Open-source software suites Hadoop, Flume, and Hive were used to collect and query a large number of Twitter posts. To classify tweets by topic, a deep network classifier was trained using a limited number of manually classified tweets. The particular machine learning approach used also allowed the use of a large number of unclassified tweets to increase performance.
Query-based analysis of the collected tweets revealed that a large number of users contributed to the online discussion and that a frequent topic mentioned was resistance. A number of prominent events related to antibiotics led to a number of spikes in activity but these were short in duration. The category-based classifier developed was able to correctly classify 70% of manually labeled tweets (using a 10-fold cross validation procedure and 9 classes). The classifier also performed well when evaluated on a per category basis.
Using existing tools such as Hive, Flume, Hadoop, and machine learning techniques, it is possible to construct tools and workflows to collect and query large amounts of Twitter data to characterize the larger discussion taking place on Twitter with respect to a particular health-related topic.
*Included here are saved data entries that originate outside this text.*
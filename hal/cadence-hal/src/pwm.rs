//! PWM output abstraction

use crate::error::HalResult;

/// Hardware PWM timing
#[derive(Debug, Clone, Copy, PartialEq, Eq)]
#[cfg_attr(feature = "defmt", derive(defmt::Format))]
pub struct PwmTiming {
    /// Integer clock divider applied to the system clock
    pub prescaler: u32,
    /// Counter wrap value (period in PWM clock cycles)
    pub period: u32,
    /// Output polarity inverted
    pub invert: bool,
}

/// A single PWM output channel
pub trait PwmChannel {
    /// Configure and start the channel
    fn configure(&mut self, timing: PwmTiming) -> HalResult<()>;

    /// Set the compare level (duty in counter cycles)
    fn set_level(&mut self, level: u32);

    /// Current compare level
    fn level(&self) -> u32;
}
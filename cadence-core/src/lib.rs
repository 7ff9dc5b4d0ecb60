//! Board-agnostic motion core for the CNC controller firmware
//!
//! This crate contains the real-time logic that sits between the motion
//! planner and the physical I/O, with no dependency on a particular chip:
//!
//! - Signal table mapping logical pins to physical ports
//! - Step pulse generation with ganged/squared axes
//! - Stepper tick timer state machine
//! - Input interrupt classification, debounce and latch protocols
//! - Peripheral façade (stepper enable, spindle, coolant, aux ports)
//! - Driver settings and the event queue handed to the planner

#![no_std]
#![deny(unsafe_code)]

pub mod clock;
pub mod config;
pub mod events;
pub mod input;
pub mod periph;
pub mod signals;
pub mod stepper;
//! Peripheral task
//!
//! Applies spindle, coolant and aux output requests, and samples the
//! analog inputs every 100 ms.

use defmt::*;
use embassy_futures::select::{select, Either};
use embassy_time::{Duration, Ticker};
use portable_atomic::Ordering;

use cadence_core::periph::{AnalogInputs, AnalogOutputs, Spindle};
use cadence_hal_rp2040::adc::RpAdc;
use cadence_hal_rp2040::pwm::RpPwm;

use crate::channels::{PeriphCommand, ANALOG_LEVELS, PERIPH_CMD};
use crate::tasks::stepper::SharedOutputs;

/// Analog input sampling interval
const ANALOG_POLL_MS: u64 = 100;

pub struct PeriphResources {
    pub outputs: &'static SharedOutputs,
    /// `None` on boards without a spindle PWM pin: on/off only
    pub spindle: Option<Spindle<RpPwm<'static>>>,
    pub analog_out: AnalogOutputs<RpPwm<'static>>,
    pub analog_in: AnalogInputs<RpAdc<'static>>,
}

#[embassy_executor::task]
pub async fn periph_task(res: PeriphResources) -> ! {
    let PeriphResources {
        outputs,
        mut spindle,
        mut analog_out,
        mut analog_in,
    } = res;

    info!(
        "Periph task started (variable spindle: {}, {} analog out, {} analog in)",
        spindle.as_ref().is_some_and(|s| s.is_variable()),
        analog_out.len(),
        analog_in.len()
    );

    let mut ticker = Ticker::every(Duration::from_millis(ANALOG_POLL_MS));
    loop {
        match select(PERIPH_CMD.receive(), ticker.next()).await {
            Either::First(cmd) => {
                debug!("Periph command: {}", cmd);
                match cmd {
                    PeriphCommand::Spindle { state, rpm } => outputs.lock(|o| {
                        let mut o = o.borrow_mut();
                        match spindle.as_mut() {
                            Some(spindle) => spindle.set_state(&mut *o, state, rpm),
                            None => {
                                if state.on {
                                    o.spindle_dir(state.ccw);
                                }
                                o.spindle_enable(state.on);
                            }
                        }
                    }),
                    PeriphCommand::Coolant(state) => {
                        if let Err(e) = outputs.lock(|o| o.borrow_mut().set_coolant(state)) {
                            warn!("Coolant update failed: {}", e);
                        }
                    }
                    PeriphCommand::DigitalOut { port, on } => {
                        if !outputs.lock(|o| o.borrow_mut().digital_out(port, on)) {
                            warn!("No digital output {}", port);
                        }
                    }
                    PeriphCommand::AnalogOut { port, value } => {
                        if !analog_out.analog_out(port, value) {
                            warn!("Analog output {} unavailable", port);
                        }
                    }
                }
            }
            Either::Second(()) => {
                for (port, level) in ANALOG_LEVELS.iter().enumerate() {
                    if let Some(value) = analog_in.analog_in(port as u8) {
                        level.store(value, Ordering::Relaxed);
                    }
                }
            }
        }
    }
}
Furthermore, using newer machine learning techniques and a limited number of manually labeled tweets, an entire body of collected tweets can be classified to indicate what topics are driving the virtual, online discussion. The resulting classifier can also be used to efficiently explore collected tweets by category and search for messages of interest or exemplary content.
通过推特发布的用户内容已被用于生物监测、刻画公众对健康相关话题的看法以及作为向公众传播信息的一种手段。围绕推特与医疗保健的现有大多数工作表明,推特是解决这些问题的有效媒介,但在提供对所有相关数据更精细、更高效的访问方面仍有更多工作可做。鉴于用户生成内容的多样性,数据的小样本或汇总呈现可能会忽略推特领域中正在进行的大量虚拟讨论。尽管如此,管理、处理和查询大量推特数据并非易事。这项工作描述了能够处理更大规模推特数据的工具和技术,并展示了它们在抗生素问题上的应用。
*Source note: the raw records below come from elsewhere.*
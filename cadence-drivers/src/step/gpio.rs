//! Direct GPIO step backend
//!
//! Step and direction pins are plain GPIO outputs written as one masked
//! port word. The pulse is timed in software: the caller schedules
//! `end_pulse` after [`PulseTiming::length_us`].

use cadence_core::config::ConfigError;
use cadence_core::signals::{Axis, AxisMask, Motor, PinFunction, PortKind};
use cadence_core::stepper::{MotorBits, MotorMap, PulseTiming, StepBackend};
use cadence_hal::GpioPort;

pub struct GpioStepBackend<G> {
    gpio: G,
    map: MotorMap,
    idle: MotorBits,
    timing: PulseTiming,
}

impl<G: GpioPort> GpioStepBackend<G> {
    /// Both step and direction outputs must be on GPIO
    pub fn new(gpio: G, map: MotorMap) -> Result<Self, ConfigError> {
        if map.step_port() != PortKind::Gpio {
            return Err(ConfigError::UnsupportedPort(PinFunction::Step(
                Axis::X,
                Motor::Primary,
            )));
        }
        if map.dir_port() != PortKind::Gpio {
            return Err(ConfigError::UnsupportedPort(PinFunction::Dir(
                Axis::X,
                Motor::Primary,
            )));
        }
        Ok(Self {
            gpio,
            map,
            idle: MotorBits::default(),
            timing: PulseTiming::default(),
        })
    }

    pub fn timing(&self) -> PulseTiming {
        self.timing
    }

    pub fn gpio(&self) -> &G {
        &self.gpio
    }
}

impl<G: GpioPort> StepBackend for GpioStepBackend<G> {
    fn port(&self) -> PortKind {
        PortKind::Gpio
    }

    fn configure(&mut self, timing: PulseTiming, idle: MotorBits) {
        self.timing = timing;
        self.idle = idle;
        let (mask, value) = self.map.step_word(idle);
        self.gpio.write_masked(mask, value);
    }

    #[inline]
    fn write_dir(&mut self, dir: MotorBits, axes: AxisMask) {
        let (mask, value) = self.map.dir_word(dir, axes);
        self.gpio.write_masked(mask, value);
    }

    #[inline]
    fn write_step(&mut self, step: MotorBits) {
        let (mask, value) = self.map.step_word(step);
        self.gpio.write_masked(mask, value);
    }

    #[inline]
    fn end_pulse(&mut self) {
        let (mask, value) = self.map.step_word(self.idle);
        self.gpio.write_masked(mask, value);
    }
}

#[cfg(test)]
mod tests {
    use super::*;
    use cadence_core::config::StepperSettings;
    use cadence_core::signals::{BoardPin, SignalTable};
    use cadence_core::stepper::PulseGenerator;
    use cadence_hal::gpio::Pull;

    #[derive(Default)]
    struct MockPort {
        out: u32,
    }

    impl GpioPort for MockPort {
        fn read(&self) -> u32 {
            self.out
        }

        fn write_masked(&mut self, mask: u32, value: u32) {
            self.out = (self.out & !mask) | (value & mask);
        }

        fn output_state(&self) -> u32 {
            self.out
        }

        fn set_pull(&mut self, _pin: u8, _pull: Pull) {}
    }

    fn map() -> MotorMap {
        let table = SignalTable::from_board(&[
            BoardPin::gpio(PinFunction::Step(Axis::X, Motor::Primary), 2),
            BoardPin::gpio(PinFunction::Step(Axis::Y, Motor::Primary), 3),
            BoardPin::gpio(PinFunction::Dir(Axis::X, Motor::Primary), 5),
            BoardPin::gpio(PinFunction::Dir(Axis::Y, Motor::Primary), 6),
        ])
        .unwrap();
        MotorMap::from_table(&table).unwrap()
    }

    #[test]
    fn test_pulse_and_restore_idle() {
        let settings = StepperSettings {
            step_invert: AxisMask::Y,
            ..Default::default()
        };
        let backend = GpioStepBackend::new(MockPort::default(), map()).unwrap();
        let mut gen = PulseGenerator::new(backend, &settings, AxisMask::NONE).unwrap();
        // Inverted Y idles high
        assert_eq!(gen.backend().gpio().out, 1 << 3);
        assert_eq!(gen.timing().length, 50);

        gen.set_step_outputs(AxisMask::X | AxisMask::Y);
        assert_eq!(gen.backend().gpio().out, 1 << 2);

        gen.on_pulse_end();
        assert_eq!(gen.backend().gpio().out, 1 << 3);
    }

    #[test]
    fn test_dir_only_touches_requested_axes() {
        let mut backend = GpioStepBackend::new(MockPort::default(), map()).unwrap();
        backend.write_dir(MotorBits::splat(AxisMask::X | AxisMask::Y), AxisMask::ALL);
        backend.write_dir(MotorBits::splat(AxisMask::NONE), AxisMask::X);
        assert_eq!(backend.gpio().out, 1 << 6);
    }

    #[test]
    fn test_rejects_sequencer_map() {
        let table = SignalTable::from_board(&[
            BoardPin {
                function: PinFunction::Step(Axis::X, Motor::Primary),
                port: PortKind::Sequencer,
                pin: 2,
            },
            BoardPin::gpio(PinFunction::Dir(Axis::X, Motor::Primary), 5),
        ])
        .unwrap();
        let map = MotorMap::from_table(&table).unwrap();
        assert!(GpioStepBackend::new(MockPort::default(), map).is_err());
    }
}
这项工作有两个主要目标:(1)提供一种开源方法,以有效地探索所有收集到的推文并查询推特上与健康相关的话题,具体而言,诸如用户在说什么以及信息如何传播等问题,以及(2)刻画推特上关于抗生素的更大规模的讨论。
使用开源软件套件Hadoop、Flume和Hive来收集和查询大量推特帖子。为了按主题对推文进行分类,使用有限数量的人工分类推文训练了一个深度网络分类器。所使用的特定机器学习方法还允许使用大量未分类推文来提高性能。
对收集到的推文进行基于查询的分析表明,大量用户参与了在线讨论,且频繁提及的一个主题是耐药性。一些与抗生素相关的重大事件导致了活动的多次激增,但持续时间较短。开发的基于类别的分类器能够正确分类70%的人工标注推文(使用10折交叉验证程序和9个类别)。在按类别评估时,该分类器也表现良好。
使用诸如Hive、Flume、Hadoop等现有工具以及机器学习技术,可以构建工具和工作流程来收集和查询大量推特数据,以刻画推特上关于特定健康相关话题的更大规模讨论。此外,使用更新的机器学习技术和有限数量的人工标注推文,可以对整个收集到的推文进行分类,以表明哪些话题推动了虚拟的在线讨论。所得的分类器还可用于按类别有效地探索收集到的推文,并搜索感兴趣的消息或示例内容。